Records from a data collection
______

//! POAP daemon: admin CLI over a POAP ledger node.
//!
//! Each invocation loads the state file, runs one operation and, if the
//! operation changed anything, writes the state back.

use std::path::PathBuf;
use std::sync::Arc;

use anyhow::Context;
use clap::Parser;

use poap_access::Role;
use poap_node::{init_logging, NodeConfig, PoapNode};
use poap_types::{Address, Clock, CredentialId, Fingerprint, FixedClock, SystemClock, Timestamp};

#[derive(Parser)]
#[command(name = "poap-daemon", about = "POAP issuance ledger admin CLI")]
struct Cli {
    /// Directory holding the state file.
    #[arg(long, env = "POAP_DATA_DIR")]
    data_dir: Option<PathBuf>,

    /// State file name inside the data directory.
    #[arg(long, env = "POAP_STATE_FILE")]
    state_file: Option<String>,

    /// Bootstrap admin granted every role when the ledger is first created.
    #[arg(long, env = "POAP_ADMIN")]
    admin: Option<Address>,

    /// Collect Prometheus metrics and log them at debug level on exit.
    #[arg(long, env = "POAP_ENABLE_METRICS")]
    metrics: bool,

    /// Log format: "human" or "json".
    #[arg(long, env = "POAP_LOG_FORMAT")]
    log_format: Option<String>,

    /// Log level: "trace", "debug", "info", "warn", "error".
    #[arg(long, env = "POAP_LOG_LEVEL")]
    log_level: Option<String>,

    /// Path to a TOML configuration file. If provided, file settings
    /// are used as the base; CLI flags and env vars override them.
    #[arg(long)]
    config: Option<PathBuf>,

    /// Address the operation is performed as.
    #[arg(long, global = true, env = "POAP_CALLER")]
    caller: Option<Address>,

    /// Current time in unix seconds (defaults to the system clock).
    #[arg(long, global = true, env = "POAP_NOW")]
    now: Option<u64>,

    /// Subcommand.
    #[command(subcommand)]
    command: Command,
}

#[derive(clap::Subcommand)]
enum Command {
    /// Register a lecture and print its fingerprint.
    Register {
        name: String,
        /// Window start, unix seconds.
        start: u64,
        /// Window end (inclusive), unix seconds.
        deadline: u64,
        metadata_uri: String,
    },
    /// Issue one credential.
    Issue {
        fingerprint: Fingerprint,
        attendee: Address,
    },
    /// Issue credentials to every listed attendee that has none yet.
    IssueBatch {
        fingerprint: Fingerprint,
        attendees: Vec<Address>,
    },
    /// Show one lecture, by fingerprint or by registration index.
    Lecture {
        fingerprint: Option<Fingerprint>,
        #[arg(long, conflicts_with = "fingerprint")]
        index: Option<usize>,
    },
    /// List every lecture in registration order.
    Lectures,
    /// List the credential ids held by an address.
    TokensOf { owner: Address },
    /// Show the credential id an attendee holds for a lecture (0 if none).
    Claimed {
        fingerprint: Fingerprint,
        attendee: Address,
    },
    /// Show the metadata URI for a credential.
    Metadata { id: u64 },
    /// Engage the emergency halt.
    Halt,
    /// Release the emergency halt.
    Resume,
    /// Grant a role ("admin", "issuer", "halt-controller").
    Grant { role: Role, account: Address },
    /// Revoke a role.
    Revoke { role: Role, account: Address },
    /// Print notifications after a sequence number.
    Events {
        #[arg(long, default_value_t = 0)]
        since: u64,
    },
}

fn load_config(cli: &Cli) -> anyhow::Result<NodeConfig> {
    let file_config = match &cli.config {
        Some(path) => {
            let path = path.to_str().context("config path is not valid UTF-8")?;
            NodeConfig::from_toml_file(path)
                .with_context(|| format!("failed to load config file {path}"))?
        }
        None => NodeConfig::default(),
    };

    Ok(NodeConfig {
        data_dir: cli.data_dir.clone().unwrap_or(file_config.data_dir),
        state_file: cli.state_file.clone().unwrap_or(file_config.state_file),
        admin: cli.admin.or(file_config.admin),
        log_format: cli.log_format.clone().unwrap_or(file_config.log_format),
        log_level: cli.log_level.clone().unwrap_or(file_config.log_level),
        enable_metrics: cli.metrics || file_config.enable_metrics,
        ..file_config
    })
}

fn print_json<T: serde::Serialize>(value: &T) -> anyhow::Result<()> {
    println!("{}", serde_json::to_string_pretty(value)?);
    Ok(())
}

fn main() -> anyhow::Result<()> {
    let cli = Cli::parse();
    let config = load_config(&cli)?;
    init_logging(config.log_format(), &config.log_level)?;

    let clock: Arc<dyn Clock> = match cli.now {
        Some(secs) => Arc::new(FixedClock(Timestamp::new(secs))),
        None => Arc::new(SystemClock),
    };
    let node = PoapNode::open_with_clock(config, clock)?;
    let caller = || cli.caller.context("--caller is required for this command");

    let mutated = match cli.command {
        Command::Register {
            name,
            start,
            deadline,
            metadata_uri,
        } => {
            let fingerprint = node.register(
                &caller()?,
                &name,
                Timestamp::new(start),
                Timestamp::new(deadline),
                &metadata_uri,
            )?;
            println!("{fingerprint}");
            true
        }
        Command::Issue {
            fingerprint,
            attendee,
        } => {
            let id = node.issue(&caller()?, &fingerprint, attendee)?;
            println!("{id}");
            true
        }
        Command::IssueBatch {
            fingerprint,
            attendees,
        } => {
            let outcome = node.issue_batch(&caller()?, &fingerprint, &attendees)?;
            for (attendee, id) in &outcome.issued {
                println!("{attendee} {id}");
            }
            for attendee in &outcome.skipped {
                println!("{attendee} skipped");
            }
            true
        }
        Command::Lecture { fingerprint, index } => {
            let record = match (fingerprint, index) {
                (Some(fingerprint), _) => node
                    .ledger()
                    .lecture(&fingerprint)
                    .with_context(|| format!("no lecture with fingerprint {fingerprint}"))?,
                (None, Some(index)) => node.ledger().lecture_by_index(index)?,
                (None, None) => anyhow::bail!("pass a fingerprint or --index"),
            };
            print_json(&record)?;
            false
        }
        Command::Lectures => {
            print_json(&node.ledger().lectures())?;
            false
        }
        Command::TokensOf { owner } => {
            for id in node.ledger().tokens_of(&owner) {
                println!("{id}");
            }
            false
        }
        Command::Claimed {
            fingerprint,
            attendee,
        } => {
            println!("{}", node.ledger().claimed_id(&fingerprint, &attendee));
            false
        }
        Command::Metadata { id } => {
            println!("{}", node.ledger().metadata_of(CredentialId::new(id))?);
            false
        }
        Command::Halt => {
            node.halt(&caller()?)?;
            true
        }
        Command::Resume => {
            node.resume(&caller()?)?;
            true
        }
        Command::Grant { role, account } => {
            if !node.grant_role(&caller()?, role, account)? {
                tracing::info!(%role, %account, "role already held");
            }
            true
        }
        Command::Revoke { role, account } => {
            if !node.revoke_role(&caller()?, role, account)? {
                tracing::info!(%role, %account, "role was not held");
            }
            true
        }
        Command::Events { since } => {
            print_json(&node.ledger().events_since(since))?;
            false
        }
    };

    if mutated {
        node.save()?;
    }
    if let Some(metrics) = node.metrics() {
        tracing::debug!(metrics = %metrics.encode()?, "metrics");
    }
    Ok(())
}
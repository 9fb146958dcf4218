//! Lecture records and the append-only lecture registry.

use std::collections::HashMap;

use poap_types::{Fingerprint, Timestamp};
use serde::{Deserialize, Serialize};

use crate::error::RegistryError;

/// An immutable lecture record.
#[derive(Clone, Debug, PartialEq, Eq, Serialize, Deserialize)]
pub struct LectureRecord {
    /// `lecture_fingerprint(name, deadline, metadata_uri)`.
    pub fingerprint: Fingerprint,
    pub name: String,
    /// First instant at which credentials can be claimed (inclusive).
    pub start: Timestamp,
    /// Last instant at which credentials can be claimed (inclusive).
    pub deadline: Timestamp,
    /// Shared by every credential issued for this lecture.
    pub metadata_uri: String,
}

/// Where `now` falls relative to a lecture's claim window.
#[derive(Clone, Copy, Debug, PartialEq, Eq)]
pub enum WindowStatus {
    Upcoming,
    Open,
    Closed,
}

impl LectureRecord {
    pub fn new(
        name: impl Into<String>,
        start: Timestamp,
        deadline: Timestamp,
        metadata_uri: impl Into<String>,
    ) -> Self {
        let name = name.into();
        let metadata_uri = metadata_uri.into();
        let fingerprint = poap_crypto::lecture_fingerprint(&name, deadline, &metadata_uri);
        Self {
            fingerprint,
            name,
            start,
            deadline,
            metadata_uri,
        }
    }

    /// The claim window is `start <= now <= deadline`, used by both single
    /// and batch issuance.
    pub fn window_status(&self, now: Timestamp) -> WindowStatus {
        if now < self.start {
            WindowStatus::Upcoming
        } else if now > self.deadline {
            WindowStatus::Closed
        } else {
            WindowStatus::Open
        }
    }

    pub fn check_window(&self, now: Timestamp) -> Result<(), RegistryError> {
        match self.window_status(now) {
            WindowStatus::Open => Ok(()),
            WindowStatus::Upcoming => Err(RegistryError::NotYetOpen {
                start: self.start,
                now,
            }),
            WindowStatus::Closed => Err(RegistryError::WindowClosed {
                deadline: self.deadline,
                now,
            }),
        }
    }
}

/// Append-only store of lecture records.
#[derive(Clone, Debug, Default)]
pub struct LectureRegistry {
    records: HashMap<Fingerprint, LectureRecord>,
    /// Fingerprints in registration order.
    order: Vec<Fingerprint>,
}

impl LectureRegistry {
    pub fn new() -> Self {
        Self::default()
    }

    pub fn contains(&self, fingerprint: &Fingerprint) -> bool {
        self.records.contains_key(fingerprint)
    }

    /// Insert a record, rejecting duplicate fingerprints and inverted windows.
    pub fn insert(&mut self, record: LectureRecord) -> Result<Fingerprint, RegistryError> {
        Self::validate(&record)?;
        if self.contains(&record.fingerprint) {
            return Err(RegistryError::DuplicateEvent(record.fingerprint));
        }
        let fingerprint = record.fingerprint;
        self.order.push(fingerprint);
        self.records.insert(fingerprint, record);
        Ok(fingerprint)
    }

    /// Checks that don't depend on registry contents.
    pub fn validate(record: &LectureRecord) -> Result<(), RegistryError> {
        if record.start > record.deadline {
            return Err(RegistryError::InvalidWindow {
                start: record.start,
                deadline: record.deadline,
            });
        }
        Ok(())
    }

    pub fn get(&self, fingerprint: &Fingerprint) -> Option<&LectureRecord> {
        self.records.get(fingerprint)
    }

    pub fn get_by_index(&self, index: usize) -> Result<&LectureRecord, RegistryError> {
        self.order
            .get(index)
            .and_then(|fp| self.records.get(fp))
            .ok_or(RegistryError::OutOfRange {
                index,
                count: self.order.len(),
            })
    }

    pub fn count(&self) -> usize {
        self.order.len()
    }

    /// Records in registration order.
    pub fn iter(&self) -> impl Iterator<Item = &LectureRecord> + '_ {
        self.order.iter().filter_map(|fp| self.records.get(fp))
    }
}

______

• [Aim of the exercise]
The string "that" marks the lines to copy; report each of them from the data above.

• [Exercise solution]
    /// Issue credentials to every listed attendee that has none yet.
    /// Checks that don't depend on registry contents.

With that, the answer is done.